Thursday, December 19, 2019

The ‘1619 Project’ Gets Schooled

The New York Times tries to rewrite U.S. history, but its falsehoods are exposed by surprising sources.

By Elliot Kaufman of The WSJ. Excerpts: 
"‘So wrong in so many ways” is how Gordon Wood, the Pulitzer Prize-winning historian of the American Revolution, characterized the New York Times’s “1619 Project.” James McPherson, dean of Civil War historians and another Pulitzer winner, said the Times presented an “unbalanced, one-sided account” that “left most of the history out.” Even more surprising than the criticism from these generally liberal historians was where the interviews appeared: on the World Socialist Web Site, run by the Trotskyist Socialist Equality Party."

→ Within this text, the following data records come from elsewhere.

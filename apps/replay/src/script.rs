//! JSON-lines replay scripts: user gestures, raw backend pushes and pauses.

use anyhow::{Context, Result};
use selection_core::Gesture;
use serde::Deserialize;
use serde_json::Value;

#[derive(Debug, Clone, PartialEq, Deserialize)]
#[serde(rename_all = "snake_case")]
pub enum ScriptStep {
    User(Gesture),
    /// Handed to the session verbatim, so malformed pushes can be replayed.
    Push(Value),
    WaitMs(u64),
}

/// One step per non-empty line; lines starting with `#` are skipped.
pub fn parse_script(raw: &str) -> Result<Vec<ScriptStep>> {
    raw.lines()
        .enumerate()
        .map(|(n, line)| (n + 1, line.trim()))
        .filter(|(_, line)| !line.is_empty() && !line.starts_with('#'))
        .map(|(line_no, line)| {
            serde_json::from_str(line)
                .with_context(|| format!("invalid script step on line {line_no}"))
        })
        .collect()
}
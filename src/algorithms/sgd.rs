use super::optimizer::{Optimizer, Slot};
use super::Factors;
use crate::models::EncodedRating;
use nalgebra::DVector;
use rand::seq::SliceRandom;
use rand::Rng;

/// Stochastic gradient descent over individual ratings.
///
/// Each pass visits every training rating once, in an order reshuffled from
/// the trainer's seeded generator.
pub struct SgdSolver {
    optimizer: Box<dyn Optimizer>,
    regularization: f32,
    order: Vec<usize>,
}

impl SgdSolver {
    pub fn new(optimizer: Box<dyn Optimizer>, regularization: f64) -> Self {
        Self {
            optimizer,
            regularization: regularization as f32,
            order: Vec::new(),
        }
    }

    pub fn run_pass<R: Rng>(&mut self, factors: &mut Factors, ratings: &[EncodedRating], rng: &mut R) {
        let mut order = std::mem::take(&mut self.order);
        order.clear();
        order.extend(0..ratings.len());
        order.shuffle(rng);

        for &position in &order {
            self.update(factors, &ratings[position]);
        }
        self.order = order;
    }

    fn update(&mut self, factors: &mut Factors, rating: &EncodedRating) {
        let user_emb: DVector<f32> = factors.users.row(rating.user_index).transpose();
        let item_emb: DVector<f32> = factors.items.row(rating.item_index).transpose();

        let error = rating.rating - user_emb.dot(&item_emb);

        // gradients of the regularized squared error, both from the pre-update rows
        let user_gradient = &user_emb * self.regularization - &item_emb * error;
        let item_gradient = &item_emb * self.regularization - &user_emb * error;

        let mut new_user_emb = user_emb;
        let mut new_item_emb = item_emb;
        self.optimizer
            .update(Slot::user(rating.user_index), &mut new_user_emb, &user_gradient);
        self.optimizer
            .update(Slot::item(rating.item_index), &mut new_item_emb, &item_gradient);

        factors.users.set_row(rating.user_index, &new_user_emb.transpose());
        factors.items.set_row(rating.item_index, &new_item_emb.transpose());
    }
}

"“I wish my books would have this kind of reaction,” Mr. Wood says in an email. “It still strikes me as amazing why the NY Times would put its authority behind a project that has such weak scholarly support.” He adds that fellow historians have privately expressed their agreement. Mr. McPherson coolly describes the project’s “implicit position that there have never been any good white people, thereby ignoring white radicals and even liberals who have supported racial equality.”"

"The American Revolution didn’t found a “slavocracy,” as Ms. Hannah-Jones puts it. Instead, in Mr. Mackaman’s telling, it “brought slavery in for questioning in a way that had never been done before” by “raising universal human equality as a fundamental principle.” Nor was protecting slavery “one of the primary reasons” the colonists declared independence, as Ms. Hannah-Jones claims. It’s no coincidence the abolitionists rapidly won votes to end slavery in five of the original 13 states, along with Vermont and the new states of the Midwest."

"Mr. Mackaman also protests Ms. Hannah-Jones’s “cherry-picking” of quotes to present Lincoln as a “garden-variety racist.” He attributes the misleading picture to her “totally racialist interpretation.” If whites and blacks are supposed to be “diametrically opposed to each other,” he says, “then you have to disregard all the history that runs contrary to that—and there’s an awful lot.”"

"Sociologist Matthew Desmond marshals substantially discredited research to tar the whole of American capitalism as a legacy of slavery."